Result: If something breaks tomorrow, backups with all transactions up to the failure moment are sitting on S3.

CNPG Disaster Recovery (Reading from Backups)

When you nuke the cluster and rebuild, CNPG needs to restore from S3:

SCENARIO: Cluster crashed, PVCs deleted, you're rebuilding

STEP 1: You tell CNPG "Use recovery mode" (in cluster.yaml)
┌─────────────────────────────────────┐
│  cluster.yaml bootstrap section:    │
│  recovery:                          │
│    source: immich-backup       ← points to S3│
├─────────────────────────────────────┤
│  externalClusters:                 │
│    serverName: v2              ← restore FROM this version
└─────────────────────────────────────┘
         │
         │ (kubectl create - bypass ArgoCD)
         ↓
┌─────────────────────────────────────────────────────────┐
│   CNPG Operator sees "recovery" mode                   │
│   Looks for source in externalClusters                 │
└────────────────────┬────────────────────────────────────┘
                     │
                     ↓
         ┌───────────────────────┐
         │  RustFS S3            │
         │  (look for v2)        │
         └─────────┬─────────────┘
                   │
              ┌────┴────┐
              ↓         ↓
         ┌────────┐  ┌───────┐
         │ base/  │  │ wals/ │  ← Latest transaction logs
         └────┬───┘  └───┬───┘
              │          │
              └────┬─────┘
                   │ (download + restore)
                   ↓
         ┌─────────────────────┐
         │  New Postgres Pod   │
         │  (recovering...)    │
         │  + Longhorn PVCs    │
         │  (data being written)
         └────────┬────────────┘
                  │ (after restore completes)
                  ↓
         ┌─────────────────────┐
         │  Postgres Ready     │
         │  All data restored! │
         │  (v2 lineage)       │
         └─────────────────────┘

STEP 2: You change cluster.yaml back to initdb (normal mode)
         BUT change backup.serverName to v3 (new lineage)
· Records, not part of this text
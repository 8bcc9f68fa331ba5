use std::fmt;
use std::io;
use std::path::{Path, PathBuf};

use tokio::io::AsyncWriteExt;
use tokio::net::UnixStream;

use super::protocol::{encode, Request};

/// Directory name under `.local/share` that holds the socket
pub const APP_DIR: &str = "mark";

/// Socket path of the instance running in `working_dir`. Pure; touches no files.
pub fn resolve_socket_path(working_dir: impl AsRef<Path>) -> PathBuf {
    working_dir
        .as_ref()
        .join(".local")
        .join("share")
        .join(APP_DIR)
        .join("socket")
}

#[derive(Debug)]
pub enum ClientError {
    /// No socket file: nothing is running in that directory
    NotRunning { socket_path: PathBuf },
    Io(io::Error),
}

impl fmt::Display for ClientError {
    fn fmt(&self, f: &mut fmt::Formatter<'_>) -> fmt::Result {
        match self {
            Self::NotRunning { socket_path } => write!(
                f,
                "couldn't find socket path: {} (is mark running in this directory?)",
                socket_path.display()
            ),
            Self::Io(e) => write!(f, "socket error: {e}"),
        }
    }
}

impl std::error::Error for ClientError {
    fn source(&self) -> Option<&(dyn std::error::Error + 'static)> {
        match self {
            Self::NotRunning { .. } => None,
            Self::Io(e) => Some(e),
        }
    }
}

impl From<io::Error> for ClientError {
    fn from(e: io::Error) -> Self {
        Self::Io(e)
    }
}

/// Short-lived client that pushes requests to a running instance.
/// The protocol is one-way: nothing is read back.
#[derive(Debug)]
pub struct RemoteClient {
    stream: UnixStream,
    socket_path: PathBuf,
}

impl RemoteClient {
    /// Connect to the socket at `socket_path`.
    /// Fails with `NotRunning` before dialing when the socket file is absent.
    pub async fn connect(socket_path: impl AsRef<Path>) -> Result<Self, ClientError> {
        let socket_path = socket_path.as_ref().to_path_buf();

        if !socket_path.exists() {
            return Err(ClientError::NotRunning { socket_path });
        }

        let stream = UnixStream::connect(&socket_path).await?;
        Ok(Self {
            stream,
            socket_path,
        })
    }

    pub fn socket_path(&self) -> &Path {
        &self.socket_path
    }

    /// Write one frame. Does not wait for any reply.
    pub async fn send(&mut self, request: &Request) -> Result<(), ClientError> {
        self.stream.write_all(&encode(request)).await?;
        self.stream.flush().await?;
        Ok(())
    }

    /// Close the write side so the server sees EOF
    pub async fn finish(mut self) -> Result<(), ClientError> {
        self.stream.shutdown().await?;
        Ok(())
    }
}

/// Resolve, connect, send one request and close
pub async fn send_request(working_dir: impl AsRef<Path>, request: &Request) -> Result<(), ClientError> {
    let mut client = RemoteClient::connect(resolve_socket_path(working_dir)).await?;
    client.send(request).await?;
    client.finish().await
}

#[cfg(test)]
mod tests {
    use super::*;
    use crate::ipc::protocol::decode;
    use tempfile::TempDir;
    use tokio::io::{AsyncBufReadExt, BufReader};
    use tokio::net::UnixListener;

    #[test]
    fn resolve_is_deterministic() {
        let path = resolve_socket_path("/work/project");
        assert_eq!(path, PathBuf::from("/work/project/.local/share/mark/socket"));
        assert_eq!(path, resolve_socket_path("/work/project"));
    }

    #[test]
    fn resolve_does_not_create_anything() {
        let dir = TempDir::new().unwrap();
        let path = resolve_socket_path(dir.path());
        assert!(!path.exists());
        assert!(!dir.path().join(".local").exists());
    }

    #[tokio::test]
    async fn missing_socket_is_not_running_and_names_the_path() {
        let dir = TempDir::new().unwrap();
        let expected = resolve_socket_path(dir.path());

        let err = RemoteClient::connect(&expected).await.unwrap_err();
        match &err {
            ClientError::NotRunning { socket_path } => assert_eq!(socket_path, &expected),
            other => panic!("expected NotRunning, got {other:?}"),
        }
        assert!(err.to_string().contains(&expected.display().to_string()));
    }

    #[tokio::test]
    async fn existing_file_without_listener_is_an_io_error() {
        let dir = TempDir::new().unwrap();
        let path = dir.path().join("socket");
        std::fs::write(&path, "").unwrap();

        let err = RemoteClient::connect(&path).await.unwrap_err();
        assert!(matches!(err, ClientError::Io(_)));
    }

    #[tokio::test]
    async fn send_writes_one_frame() {
        let dir = TempDir::new().unwrap();
        let path = dir.path().join("socket");
        let listener = UnixListener::bind(&path).unwrap();

        let mut client = RemoteClient::connect(&path).await.unwrap();
        let (stream, _) = listener.accept().await.unwrap();

        let request = Request::with_args("add-context-item-file", vec!["src/main.rs".into()]);
        client.send(&request).await.unwrap();
        client.finish().await.unwrap();

        let mut reader = BufReader::new(stream);
        let mut line = String::new();
        reader.read_line(&mut line).await.unwrap();
        assert_eq!(decode(line.as_bytes()).unwrap(), request);

        // Nothing after the frame
        line.clear();
        assert_eq!(reader.read_line(&mut line).await.unwrap(), 0);
    }

    #[tokio::test]
    async fn send_request_uses_working_dir_socket() {
        let dir = TempDir::new().unwrap();
        let path = resolve_socket_path(dir.path());
        std::fs::create_dir_all(path.parent().unwrap()).unwrap();
        let listener = UnixListener::bind(&path).unwrap();

        let accept = tokio::spawn(async move {
            let (stream, _) = listener.accept().await.unwrap();
            let mut reader = BufReader::new(stream);
            let mut line = String::new();
            reader.read_line(&mut line).await.unwrap();
            line
        });

        send_request(dir.path(), &Request::new("run")).await.unwrap();
        let line = accept.await.unwrap();
        assert_eq!(decode(line.as_bytes()).unwrap(), Request::new("run"));
    }
}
         This prevents WAL conflicts:
         - Old backups stay at v2 (untouched, point-in-time recovery available)
         - New writes go to v3 (fresh archive)
         - Next recovery will restore from v3, then bump to v4

Bootstrap Decision Tree

CNPG's bootstrap section determines what happens when a Cluster is created:

        ┌──────────────────────────────────┐
        │  CNPG Cluster Created            │
        │  (kubectl create or apply)       │
        └──────────────┬───────────────────┘
                       │
                       │ Check spec.bootstrap:
                       │
            ┌──────────┴──────────┐
            │                     │
            ↓                     ↓
    ┌───────────────┐    ┌──────────────┐
    │   initdb      │    │   recovery   │
    │   (default)   │    │   (restore)  │
    └───────┬───────┘    └──────┬───────┘
            │                   │
            ↓                   │ Look for externalClusters:
    ┌──────────────────────┐    │
    │ Create fresh db      │    ↓
    │ (empty, new owner)   │ ┌──────────────────────────┐
    │                      │ │ Find serverName=v2 in S3 │
    │ Starting postgres,   │ │ Download base backup     │
    │ then run            │ │ + replay WALs            │
    │ postInitSQL:        │ │                          │
    │  - CREATE EXT       │ │ → Postgres starts with   │
    │  - GRANT PRIVS      │ │   restored data!         │
    │                      │ └──────────────────────────┘
    │ RESULT: Empty DB    │
    │ User must sign up   │    RESULT: Full data restored
    │ or restore from     │    Users see their data
    │ PVCs               │    All tables/users back
    └──────────────────────┘
            OR
    ┌──────────────────────┐
    │ BUG: Both present    │
    │ (initdb + recovery)  │
    │                      │
    │ CNPG webhook adds    │
    │ defaults → merger    │
    │ conflict → initdb    │
    │ wins                 │
    │                      │
    │ RESULT: Empty DB    │
    │ (lost data!)        │
    └──────────────────────┘

Key takeaway: Only ONE bootstrap section should be present. If both exist, initdb wins and you lose data. Always remove recovery section before pushing to Git.

Recovery Procedure

Prerequisites

Cluster is running (ArgoCD has bootstrapped)
CNPG operator is deployed
cnpg-s3-credentials secret exists in cloudnative-pg namespace
Barman backups exist on RustFS S3

Step-by-Step (example: immich)

1. Check if backups exist:

kubectl run -it --rm barman-check --image=amazon/aws-cli:latest \
  --restart=Never --namespace=cloudnative-pg --overrides='{
  "spec":{"containers":[{"name":"check","image":"amazon/aws-cli:latest",
  "command":["sh","-c","aws --endpoint-url http://192.168.10.133:30293 s3 ls s3://postgres-backups/cnpg/immich/immich-database-v4/base/ 2>&1 | tail -5"],
  "env":[
    {"name":"AWS_ACCESS_KEY_ID","valueFrom":{"secretKeyRef":{"name":"cnpg-s3-credentials","key":"AWS_ACCESS_KEY_ID"}}},
    {"name":"AWS_SECRET_ACCESS_KEY","valueFrom":{"secretKeyRef":{"name":"cnpg-s3-credentials","key":"AWS_SECRET_ACCESS_KEY"}}}
  ]}]}}'

2. Edit the cluster.yaml locally:

In infrastructure/database/cloudnative-pg/immich/cluster.yaml: - Replace the bootstrap.initdb section with bootstrap.recovery + externalClusters - Set externalClusters[].barmanObjectStore.serverName to the current backup serverName (check inventory table above, e.g. immich-database-v4) - Bump backup.barmanObjectStore.serverName to the next version (e.g. immich-database-v5)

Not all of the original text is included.